What I've learned in the last 48 hours is there are four types of shifts in Tkachuk's repertoire:
  • He will set-up or score a goal. He authored the game's first goal on Saturday.
  • He will take a penalty, or two
  • He will draw a penalty, or two
  • He will piss someone off

Once again on Saturday and especially in the first half of the game, the you-know-what disturber frequently found himself in the eye of the storm. Coach Ryan Huska said it best on Friday when he said,"When he plays the game, he drags people into the game with him." If you're going to play on Tkachuk's line, you better be ready to go.

I'm not sure I've ever seen a guy in a Flames uniform with an ability to bring temperatures to a boil as quickly as this 18-year-old has in his first two games.


Always in the Middle of It

In the first period after former Hitmen pest Greg Chase was doing his own impression of Tkachuk by stirring up the wasp nest with his physicality, it was Tkachuk that didn't pass on an opportunity to exact a measure of payback.

Without his stick but seeing Chase sitting on the ice near the blue-line after a previous collision, Tkachuk took a stride then dove at him like a football linebacker trying to sack a quarterback.

Fast forward to the second period. Mere seconds after Kylington took a blindside high hit in the slot that left him temporarily shaken up, Tkachuk was in the penalty box serving a double minor for spearing. Yep, as soon as play went back up the ice, he had gotten back at the assailant.

Tkachuk must fill up an entire notepad every game as he jots down, for his own reference, the jersey numbers of opponents guilty of various transgressions.

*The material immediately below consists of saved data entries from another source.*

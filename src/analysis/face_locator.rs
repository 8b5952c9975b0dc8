//! Heuristic face location
//!
//! Classifies pixels as skin-tone by RGB channel relationships, buckets them
//! into an N×N grid and accepts a candidate only when the skin-tone pixels
//! are both plentiful and concentrated in the central cells the way a face
//! in front of the camera is. This is not a trained detector; anything that
//! implements [`FaceLocator`] can replace it.

use crate::capture::FrameSample;
use serde::{Deserialize, Serialize};

/// A point in frame pixel coordinates
#[derive(Debug, Clone, Copy, PartialEq, Serialize, Deserialize)]
pub struct Point {
    pub x: f64,
    pub y: f64,
}

impl Point {
    pub fn distance(&self, other: &Point) -> f64 {
        ((self.x - other.x).powi(2) + (self.y - other.y).powi(2)).sqrt()
    }
}

/// Axis-aligned box in frame space
#[derive(Debug, Clone, Copy, PartialEq, Serialize, Deserialize)]
#[serde(rename_all = "camelCase")]
pub struct BoundingBox {
    pub top_left: Point,
    pub bottom_right: Point,
}

impl BoundingBox {
    pub fn width(&self) -> f64 {
        self.bottom_right.x - self.top_left.x
    }

    pub fn height(&self) -> f64 {
        self.bottom_right.y - self.top_left.y
    }
}

/// The single best face-like region found in a frame
#[derive(Debug, Clone, Copy, PartialEq, Serialize, Deserialize)]
#[serde(rename_all = "camelCase")]
pub struct FaceCandidate {
    pub bounding_box: BoundingBox,
    pub centroid: Point,
    /// In [0, 1]
    pub confidence: f64,
}

/// Capability interface for face location.
pub trait FaceLocator: Send + Sync {
    /// Zero or one candidate. `None` is a normal outcome, not an error.
    fn locate(&self, frame: &FrameSample) -> Option<FaceCandidate>;
}

/// Tuning for [`SkinToneLocator`]
#[derive(Debug, Clone, Copy, PartialEq, Serialize, Deserialize)]
#[serde(rename_all = "camelCase", default)]
pub struct SkinToneConfig {
    /// Cells per axis
    pub grid_size: u32,
    /// Skin pixels / total pixels must exceed this
    pub min_skin_ratio: f64,
    /// Centre density / global density must exceed this
    pub min_center_concentration: f64,
    /// Candidate box side as a fraction of the shorter frame side
    pub box_fraction: f64,
}

impl Default for SkinToneConfig {
    fn default() -> Self {
        Self {
            grid_size: 16,
            min_skin_ratio: 0.05,
            min_center_concentration: 1.5,
            box_fraction: 0.35,
        }
    }
}

/// RGB skin-tone test: red dominant over green and blue by a margin, green
/// and blue not too dark, red not saturated.
pub fn is_skin_tone(r: u8, g: u8, b: u8) -> bool {
    let (r, g, b) = (r as i16, g as i16, b as i16);
    (96..=250).contains(&r) && g > 40 && b > 20 && r - g > 15 && r - b > 15
}

/// Per-frame skin-tone statistics
#[derive(Debug, Clone, PartialEq)]
pub struct SkinToneAnalysis {
    pub skin_pixels: u64,
    pub total_pixels: u64,
    /// Skin-tone pixel count per grid cell, row-major
    pub cell_counts: Vec<u32>,
    pub skin_ratio: f64,
    pub center_concentration: f64,
    /// Mean pixel-centre coordinate of skin pixels
    pub centroid: Option<Point>,
}

/// Cells `[n/4, 3n/4)` on each axis form the central region
fn central_range(grid: u32) -> std::ops::Range<u32> {
    (grid / 4)..(grid * 3 / 4)
}

/// Compute skin-tone statistics over an `grid`×`grid` partition of `frame`
pub fn analyze(frame: &FrameSample, grid: u32) -> SkinToneAnalysis {
    let grid = grid.max(1);
    let (width, height) = (frame.width, frame.height);
    let cell_of = |v: u32, extent: u32| (v as u64 * grid as u64 / extent as u64) as u32;

    let mut cell_counts = vec![0u32; (grid * grid) as usize];
    let mut col_pixels = vec![0u64; grid as usize];
    let mut row_pixels = vec![0u64; grid as usize];
    for x in 0..width {
        col_pixels[cell_of(x, width) as usize] += 1;
    }
    for y in 0..height {
        row_pixels[cell_of(y, height) as usize] += 1;
    }

    let mut skin_pixels = 0u64;
    let (mut sum_x, mut sum_y) = (0u64, 0u64);
    for (i, px) in frame.pixels.chunks_exact(4).take(frame.pixel_count()).enumerate() {
        if !is_skin_tone(px[0], px[1], px[2]) {
            continue;
        }
        let x = (i % width as usize) as u32;
        let y = (i / width as usize) as u32;
        skin_pixels += 1;
        sum_x += x as u64;
        sum_y += y as u64;
        let cell = cell_of(y, height) * grid + cell_of(x, width);
        cell_counts[cell as usize] += 1;
    }

    let total_pixels = frame.pixel_count() as u64;
    let skin_ratio = skin_pixels as f64 / total_pixels as f64;

    let center = central_range(grid);
    let center_pixels: u64 = center.clone().map(|c| col_pixels[c as usize]).sum::<u64>()
        * center.clone().map(|r| row_pixels[r as usize]).sum::<u64>();
    let center_skin: u64 = center
        .clone()
        .flat_map(|row| center.clone().map(move |col| (row * grid + col) as usize))
        .map(|cell| cell_counts[cell] as u64)
        .sum();

    let center_concentration = if skin_pixels == 0 || center_pixels == 0 {
        0.0
    } else {
        (center_skin as f64 / center_pixels as f64) / skin_ratio
    };

    let centroid = (skin_pixels > 0).then(|| Point {
        x: sum_x as f64 / skin_pixels as f64 + 0.5,
        y: sum_y as f64 / skin_pixels as f64 + 0.5,
    });

    SkinToneAnalysis {
        skin_pixels,
        total_pixels,
        cell_counts,
        skin_ratio,
        center_concentration,
        centroid,
    }
}

/// Skin-tone grid heuristic
#[derive(Debug, Clone, Default)]
pub struct SkinToneLocator {
    config: SkinToneConfig,
}

impl SkinToneLocator {
    pub fn new(config: SkinToneConfig) -> Self {
        Self { config }
    }

    pub fn config(&self) -> &SkinToneConfig {
        &self.config
    }

    fn bounding_box(&self, frame: &FrameSample, centroid: Point) -> BoundingBox {
        let half = frame.shorter_side() as f64 * self.config.box_fraction / 2.0;
        let (w, h) = (frame.width as f64, frame.height as f64);
        BoundingBox {
            top_left: Point {
                x: (centroid.x - half).max(0.0),
                y: (centroid.y - half).max(0.0),
            },
            bottom_right: Point {
                x: (centroid.x + half).min(w),
                y: (centroid.y + half).min(h),
            },
        }
    }
}

impl FaceLocator for SkinToneLocator {
    fn locate(&self, frame: &FrameSample) -> Option<FaceCandidate> {
        let analysis = analyze(frame, self.config.grid_size);

        if analysis.skin_ratio <= self.config.min_skin_ratio
            || analysis.center_concentration <= self.config.min_center_concentration
        {
            tracing::trace!(
                "No face: skin ratio {:.3}, concentration {:.2}",
                analysis.skin_ratio,
                analysis.center_concentration
            );
            return None;
        }

        let centroid = analysis.centroid?;
        Some(FaceCandidate {
            bounding_box: self.bounding_box(frame, centroid),
            centroid,
            confidence: analysis.skin_ratio.clamp(0.0, 1.0),
        })
    }
}
//! Recorder
//!
//! Owns the start/stop/cancel lifecycle of one video recording against an
//! open stream. Frames are pulled on a dedicated capture thread at the
//! configured frame rate and fed to a [`MediaEncoder`]; the thread hands the
//! accumulated chunks back through a completion channel when stopped.
//!
//! A recorder holds its stream's [`RecordingSlot`](super::RecordingSlot)
//! while recording, so a second recorder on the same camera platform is
//! refused with `AlreadyRecording`.

use super::encoder::{encoder_for, MediaEncoder};
use super::error::{EncoderError, RecordingError, Result};
use super::slot::RecordingClaim;
use super::state::{RecordingOptions, RecordingSession, RecordingState};
use crate::capture::still::still_artifact;
use crate::capture::{Artifact, ArtifactKind, FrameSample, VideoStream};
use parking_lot::RwLock;
use std::sync::atomic::{AtomicBool, AtomicU64, Ordering};
use std::sync::Arc;
use std::thread::JoinHandle;
use std::time::{Duration, Instant};
use tokio::sync::oneshot;

/// Chunks and MIME type produced by the capture thread
struct EncodedVideo {
    mime_type: &'static str,
    chunks: Vec<Vec<u8>>,
}

type Completion = std::result::Result<EncodedVideo, EncoderError>;

/// Handles to a running capture thread
struct ActiveCapture {
    is_recording: Arc<AtomicBool>,
    discard: Arc<AtomicBool>,
    frames: Arc<AtomicU64>,
    done: oneshot::Receiver<Completion>,
    thread: JoinHandle<()>,
    claim: RecordingClaim,
}

pub struct Recorder {
    options: RecordingOptions,

    /// Current recording state
    state: Arc<RwLock<RecordingState>>,

    /// Timing of the current or last recording
    session: Option<RecordingSession>,

    /// Still captured at the instant recording started
    self_photo: Option<Artifact>,

    active: Option<ActiveCapture>,
}

impl Recorder {
    pub fn new(options: RecordingOptions) -> Self {
        Self {
            options,
            state: Arc::new(RwLock::new(RecordingState::Idle)),
            session: None,
            self_photo: None,
            active: None,
        }
    }

    pub fn options(&self) -> &RecordingOptions {
        &self.options
    }

    pub fn state(&self) -> RecordingState {
        *self.state.read()
    }

    pub fn is_recording(&self) -> bool {
        self.state() == RecordingState::Recording
    }

    pub fn session(&self) -> Option<&RecordingSession> {
        self.session.as_ref()
    }

    pub fn self_photo(&self) -> Option<&Artifact> {
        self.self_photo.as_ref()
    }

    /// Frames encoded so far in the current recording
    pub fn frame_count(&self) -> u64 {
        match (&self.active, &self.session) {
            (Some(active), _) => active.frames.load(Ordering::Relaxed),
            (None, Some(session)) => session.frame_count,
            (None, None) => 0,
        }
    }

    /// Elapsed time against the soft cap, for display only
    pub fn progress_percent(&self) -> f64 {
        self.session
            .as_ref()
            .map(|s| s.progress_percent(self.options.soft_duration_cap()))
            .unwrap_or(0.0)
    }

    /// Start recording `stream` and capture the self-photo.
    ///
    /// Rejected with `AlreadyRecording` without touching the in-flight
    /// recording, whether that is this recorder's or another one's on the
    /// same camera platform.
    pub fn start(&mut self, stream: Arc<dyn VideoStream>) -> Result<()> {
        if self.is_recording() {
            return Err(RecordingError::AlreadyRecording);
        }

        let session = RecordingSession::new();
        let claim = stream.recording_slot().claim(session.id).map_err(|holder| {
            tracing::warn!("Recording {} already in progress, refusing to start", holder);
            RecordingError::AlreadyRecording
        })?;

        if stream.active_tracks() == 0 {
            return Err(RecordingError::StartFailed(format!(
                "stream on {} has no active video track",
                stream.device_id()
            )));
        }

        let first_frame = stream.current_frame().ok_or_else(|| {
            RecordingError::StartFailed(format!("stream on {} has no frame yet", stream.device_id()))
        })?;

        let self_photo = still_artifact(&first_frame, ArtifactKind::SelfPhoto)?;
        let encoder = encoder_for(self.options.encoder, self.options.frame_rate);

        tracing::info!(
            "Starting recording on {} ({}x{} @ {}fps, {})",
            stream.device_id(),
            first_frame.width,
            first_frame.height,
            self.options.frame_rate,
            encoder.mime_type()
        );

        let is_recording = Arc::new(AtomicBool::new(true));
        let discard = Arc::new(AtomicBool::new(false));
        let frames = Arc::new(AtomicU64::new(0));
        let (done_tx, done) = oneshot::channel();

        let thread = {
            let is_recording = is_recording.clone();
            let discard = discard.clone();
            let frames = frames.clone();
            let interval = self.options.frame_interval();
            std::thread::Builder::new()
                .name("liveness-recorder".to_string())
                .spawn(move || {
                    let result = capture_loop(
                        stream,
                        encoder,
                        first_frame,
                        interval,
                        &is_recording,
                        &discard,
                        &frames,
                    );
                    if let Some(result) = result {
                        let _ = done_tx.send(result);
                    }
                })
                .map_err(|e| RecordingError::StartFailed(format!("failed to spawn capture thread: {e}")))?
        };

        self.active = Some(ActiveCapture {
            is_recording,
            discard,
            frames,
            done,
            thread,
            claim,
        });
        self.session = Some(session);
        self.self_photo = Some(self_photo);
        *self.state.write() = RecordingState::Recording;

        Ok(())
    }

    /// Finalize the recording into one video artifact.
    ///
    /// Returns `Ok(None)` when nothing is recording.
    pub async fn stop(&mut self) -> Result<Option<Artifact>> {
        if !self.is_recording() {
            return Ok(None);
        }
        let Some(active) = self.active.take() else {
            *self.state.write() = RecordingState::Idle;
            return Ok(None);
        };

        tracing::info!("Stopping recording");
        active.is_recording.store(false, Ordering::SeqCst);

        let completion = active.done.await;
        let frame_count = active.frames.load(Ordering::Relaxed);
        let thread = active.thread;
        join_capture_thread(thread).await;
        drop(active.claim);

        if let Some(session) = self.session.as_mut() {
            session.end();
            session.frame_count = frame_count;
        }

        let encoded = match completion {
            Ok(Ok(encoded)) => encoded,
            Ok(Err(e)) => {
                *self.state.write() = RecordingState::Idle;
                return Err(e.into());
            }
            Err(_) => {
                *self.state.write() = RecordingState::Idle;
                return Err(RecordingError::CaptureThread(
                    "capture thread exited without a result".to_string(),
                ));
            }
        };

        let data = encoded.chunks.concat();
        let video = Artifact::new(ArtifactKind::SelfVideo, encoded.mime_type, data);
        *self.state.write() = RecordingState::Stopped;

        tracing::info!(
            "Recording stopped: {} frames in {} chunks, {} bytes, {:.1}s",
            frame_count,
            encoded.chunks.len(),
            video.len(),
            self.session.as_ref().map(|s| s.elapsed().as_secs_f64()).unwrap_or(0.0)
        );
        Ok(Some(video))
    }

    /// Discard the recording without producing an artifact.
    ///
    /// Joins the capture thread on the calling thread; async callers use
    /// [`Recorder::discard`].
    pub fn cancel(&mut self) {
        let Some(active) = self.signal_cancel() else {
            return;
        };
        if active.thread.join().is_err() {
            tracing::warn!("Capture thread panicked during cancel");
        }
        drop(active.claim);
        self.finish_cancel();
    }

    /// Discard the recording without producing an artifact, joining the
    /// capture thread off the async runtime
    pub async fn discard(&mut self) {
        let Some(active) = self.signal_cancel() else {
            return;
        };
        join_capture_thread(active.thread).await;
        drop(active.claim);
        self.finish_cancel();
    }

    fn signal_cancel(&mut self) -> Option<ActiveCapture> {
        let active = self.active.take()?;
        active.discard.store(true, Ordering::SeqCst);
        active.is_recording.store(false, Ordering::SeqCst);
        Some(active)
    }

    fn finish_cancel(&mut self) {
        if let Some(session) = self.session.as_mut() {
            session.end();
        }
        self.self_photo = None;
        *self.state.write() = RecordingState::Idle;
        tracing::info!("Recording cancelled");
    }
}

impl Default for Recorder {
    fn default() -> Self {
        Self::new(RecordingOptions::default())
    }
}

impl Drop for Recorder {
    fn drop(&mut self) {
        self.cancel();
    }
}

async fn join_capture_thread(thread: JoinHandle<()>) {
    match tokio::task::spawn_blocking(move || thread.join()).await {
        Ok(Ok(())) => {}
        Ok(Err(_)) => tracing::warn!("Capture thread panicked"),
        Err(e) => tracing::warn!("Failed to join capture thread: {}", e),
    }
}

/// Pull frames at `interval` until stopped. Returns `None` when cancelled.
fn capture_loop(
    stream: Arc<dyn VideoStream>,
    mut encoder: Box<dyn MediaEncoder>,
    first_frame: FrameSample,
    interval: Duration,
    is_recording: &AtomicBool,
    discard: &AtomicBool,
    frames: &AtomicU64,
) -> Option<Completion> {
    let mut chunks = Vec::new();
    let mut next_frame = Some(first_frame);
    let mut deadline = Instant::now();

    loop {
        if let Some(frame) = next_frame.take() {
            match encoder.encode(&frame) {
                Ok(chunk) => {
                    chunks.extend(chunk);
                    frames.fetch_add(1, Ordering::Relaxed);
                }
                Err(e) => {
                    tracing::error!("Encoder failed: {}", e);
                    encoder.abort();
                    return (!discard.load(Ordering::SeqCst)).then_some(Err(e));
                }
            }
        }

        if !is_recording.load(Ordering::SeqCst) {
            break;
        }

        deadline += interval;
        let now = Instant::now();
        if deadline > now {
            std::thread::sleep(deadline - now);
        } else {
            // Fell behind; drop the missed frames
            deadline = now;
        }

        if !is_recording.load(Ordering::SeqCst) {
            break;
        }
        next_frame = stream.current_frame();
    }

    if discard.load(Ordering::SeqCst) {
        encoder.abort();
        return None;
    }

    match encoder.finish() {
        Ok(trailing) => {
            chunks.extend(trailing);
            Some(Ok(EncodedVideo {
                mime_type: encoder.mime_type(),
                chunks,
            }))
        }
        Err(e) => Some(Err(e)),
    }
}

Things did settle down in the third period and Tkachuk needs to learn to dial it back a little bit, but this guy is a Costco-sized container of piss and vinegar. Built out of the Ryan Kesler or Brad Marchand mould, he is going to be an agitator that the league is going to hate in no time and when is the last time Calgary's line-up boasted someone of that ilk.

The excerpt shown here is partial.